Follow the Child’s Lead
Often when it comes to children, adults will assume the leadership role. One way to encourage confident, creative children is to reverse those roles! If an adult is working on a project or playing with a child, they should listen to them. Be patient, don’t take the lead, don’t over-correct. Allow the child to experiment with solutions rather than providing one. This fosters confidence and problem-solving skills. Children might learn by watching, but they truly learn by doing.
Pay Attention to Children’s Interests
Creativity is a wide spectrum that can’t be defined by one trait or skill. Think about STEAM- science, technology, engineering, art, and mathematics. Each of those categories alone encompasses thousands of different ways to be creative. Adults can survey a child’s interests and help them find their niche.

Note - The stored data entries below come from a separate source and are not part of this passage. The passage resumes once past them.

//! Prometheus Metrics Definitions
//!
//! This module holds the encoding conventions shared by every collector and the
//! exporter's own process metrics.
//!
//! # Metric Categories
//!
//! ## Per-scrape instrumentation
//! - `eseries_exporter_collect_error` - 1 if the collector failed during this scrape
//! - `eseries_exporter_collector_duration_seconds` - wall time spent in the collector
//!
//! Both are owned by [`ScrapeMetrics`], created once per scrape and shared by handle with
//! every collector of that scrape.
//!
//! ## Exporter process metrics (`/metrics`)
//! - `eseries_exporter_build_info` - constant 1, labelled with the crate version
//! - `eseries_exporter_scrapes_total` - scrape requests by module and HTTP status code
//!
//! # Encoding Conventions
//!
//! - **One-hot enums**: [`set_one_hot`] emits one series per known state plus `unknown`
//! - **Booleans**: [`bool_value`] maps to 1.0 / 0.0
//! - **Capacities**: [`parse_capacity`] turns the proxy's string byte counts into `f64`
//!
//! All metrics use the `eseries_` namespace prefix.

use prometheus::{Encoder, GaugeVec, IntCounterVec, IntGaugeVec, Opts, Registry, TextEncoder};
use std::sync::Arc;
use std::time::Instant;

pub const NAMESPACE: &str = "eseries";

/// Label value emitted for a status outside the known enumeration
pub const UNKNOWN: &str = "unknown";

/// Create an `eseries_<subsystem>_<name>` gauge vector
pub fn gauge_vec(
    subsystem: &str,
    name: &str,
    help: &str,
    labels: &[&str],
) -> prometheus::Result<GaugeVec> {
    GaugeVec::new(
        Opts::new(name, help)
            .namespace(NAMESPACE)
            .subsystem(subsystem),
        labels,
    )
}

/// Error and duration gauges shared by all collectors of one scrape
#[derive(Clone)]
pub struct ScrapeMetrics {
    pub collect_error: Arc<GaugeVec>,
    pub collector_duration_seconds: Arc<GaugeVec>,
}

impl ScrapeMetrics {
    pub fn new() -> prometheus::Result<Self> {
        let collect_error = gauge_vec(
            "exporter",
            "collect_error",
            "Indicates if error has occurred during collection",
            &["collector"],
        )?;

        let collector_duration_seconds = gauge_vec(
            "exporter",
            "collector_duration_seconds",
            "Collector time duration.",
            &["collector"],
        )?;

        Ok(Self {
            collect_error: Arc::new(collect_error),
            collector_duration_seconds: Arc::new(collector_duration_seconds),
        })
    }

    pub fn register(&self, registry: &Registry) -> prometheus::Result<()> {
        registry.register(Box::new(self.collect_error.as_ref().clone()))?;
        registry.register(Box::new(self.collector_duration_seconds.as_ref().clone()))?;
        Ok(())
    }

    /// Emit the error flag and the elapsed time since `started` for `collector`
    pub fn record(&self, collector: &str, failed: bool, started: Instant) {
        self.collect_error
            .with_label_values(&[collector])
            .set(bool_value(failed));
        self.collector_duration_seconds
            .with_label_values(&[collector])
            .set(started.elapsed().as_secs_f64());
    }
}

/// Set one series per entry of `states` plus an `unknown` series
///
/// `labels` are the entity labels; the state name is appended as the last label value.
/// Exactly one of the emitted series is 1: the matching state, or `unknown` when `actual`
/// matches none of `states`.
pub fn set_one_hot(metric: &GaugeVec, labels: &[&str], states: &[&str], actual: &str) {
    let mut values: Vec<&str> = Vec::with_capacity(labels.len() + 1);
    values.extend_from_slice(labels);
    values.push("");
    let last = values.len() - 1;

    for state in states {
        values[last] = *state;
        metric
            .with_label_values(values.as_slice())
            .set(bool_value(*state == actual));
    }

    values[last] = UNKNOWN;
    metric
        .with_label_values(values.as_slice())
        .set(bool_value(!states.contains(&actual)));
}

pub fn bool_value(value: bool) -> f64 {
    if value {
        1.0
    } else {
        0.0
    }
}

/// Parse a byte count serialised as a string; unparsable input counts as zero
pub fn parse_capacity(value: &str) -> f64 {
    value.trim().parse::<f64>().unwrap_or(0.0)
}

/// `used / total`, or 0 when `total` is not positive
pub fn utilization_ratio(used: f64, total: f64) -> f64 {
    if total > 0.0 {
        used / total
    } else {
        0.0
    }
}

/// Render a registry in Prometheus text format
pub fn render(registry: &Registry) -> anyhow::Result<String> {
    let encoder = TextEncoder::new();
    let metric_families = registry.gather();
    let mut buffer = Vec::new();
    encoder.encode(&metric_families, &mut buffer)?;
    Ok(String::from_utf8(buffer)?)
}

/// Process-wide metrics about the exporter itself
#[derive(Clone)]
pub struct ExporterMetrics {
    registry: Arc<Registry>,
    pub build_info: Arc<IntGaugeVec>,
    pub scrapes_total: Arc<IntCounterVec>,
}

impl ExporterMetrics {
    pub fn new() -> anyhow::Result<Self> {
        let registry = Registry::new();

        let build_info = IntGaugeVec::new(
            Opts::new("build_info", "Exporter build information (value is always 1)")
                .namespace(NAMESPACE)
                .subsystem("exporter"),
            &["version"],
        )?;

        let scrapes_total = IntCounterVec::new(
            Opts::new("scrapes_total", "Scrape requests handled, by module and status code")
                .namespace(NAMESPACE)
                .subsystem("exporter"),
            &["module", "code"],
        )?;

        registry.register(Box::new(build_info.clone()))?;
        registry.register(Box::new(scrapes_total.clone()))?;

        build_info
            .with_label_values(&[env!("CARGO_PKG_VERSION")])
            .set(1);

        Ok(Self {
            registry: Arc::new(registry),
            build_info: Arc::new(build_info),
            scrapes_total: Arc::new(scrapes_total),
        })
    }

    pub fn observe_scrape(&self, module: &str, code: u16) {
        let code = code.to_string();
        self.scrapes_total
            .with_label_values(&[module, code.as_str()])
            .inc();
    }

    /// Render metrics in Prometheus text format
    pub fn render(&self) -> anyhow::Result<String> {
        render(&self.registry)
    }
}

Perhaps a child does not enjoy painting on a canvas, but they love building structures with blocks. Help them follow that passion for architecture and engineering! Allowing children to spend time doing what they love can develop confidence, passion, and future career goals.
Focus on Non-Superficial Feedback & Compliments
Children aren’t born doubting themselves. They build their self-worth and confidence based on their interactions with others. Children often hear superficial, surface-level compliments.
“You’re so beautiful!”
“Look at that cute outfit!”
“What a lovely smile!”
While these compliments aren’t negative, it is important to ensure that children are complimented on their personality and brainpower. This is how adults can contribute to confident, resilient personalities. Adults can complement children’s problem-solving abilities, questioning skills, imagination, kindness, thoughtfulness, etc. Some examples are:
“Wow, I love how you thought about different ways to solve that problem and made it work!”
“It is so cool how you designed that tower by yourself! How did you come up with that?”
“I love the way you use your imagination!”
Encourage Mistakes
One of the major roadblocks in children’s confidence can be a fear of failure. Children learn how to respond to failure by observing the adults around them. Failure is beautiful- it’s an opportunity to build resilience and solve problems in new ways. Be intentional in modeling resilience as a failure response rather than disappointment. If a Lego structure tumbles, how can it be rebuilt with a stronger foundation? What can be changed to make it successful? Each attempt to accomplish a goal is a new opportunity to come back stronger. As Yoda says, “The best teacher, failure is!”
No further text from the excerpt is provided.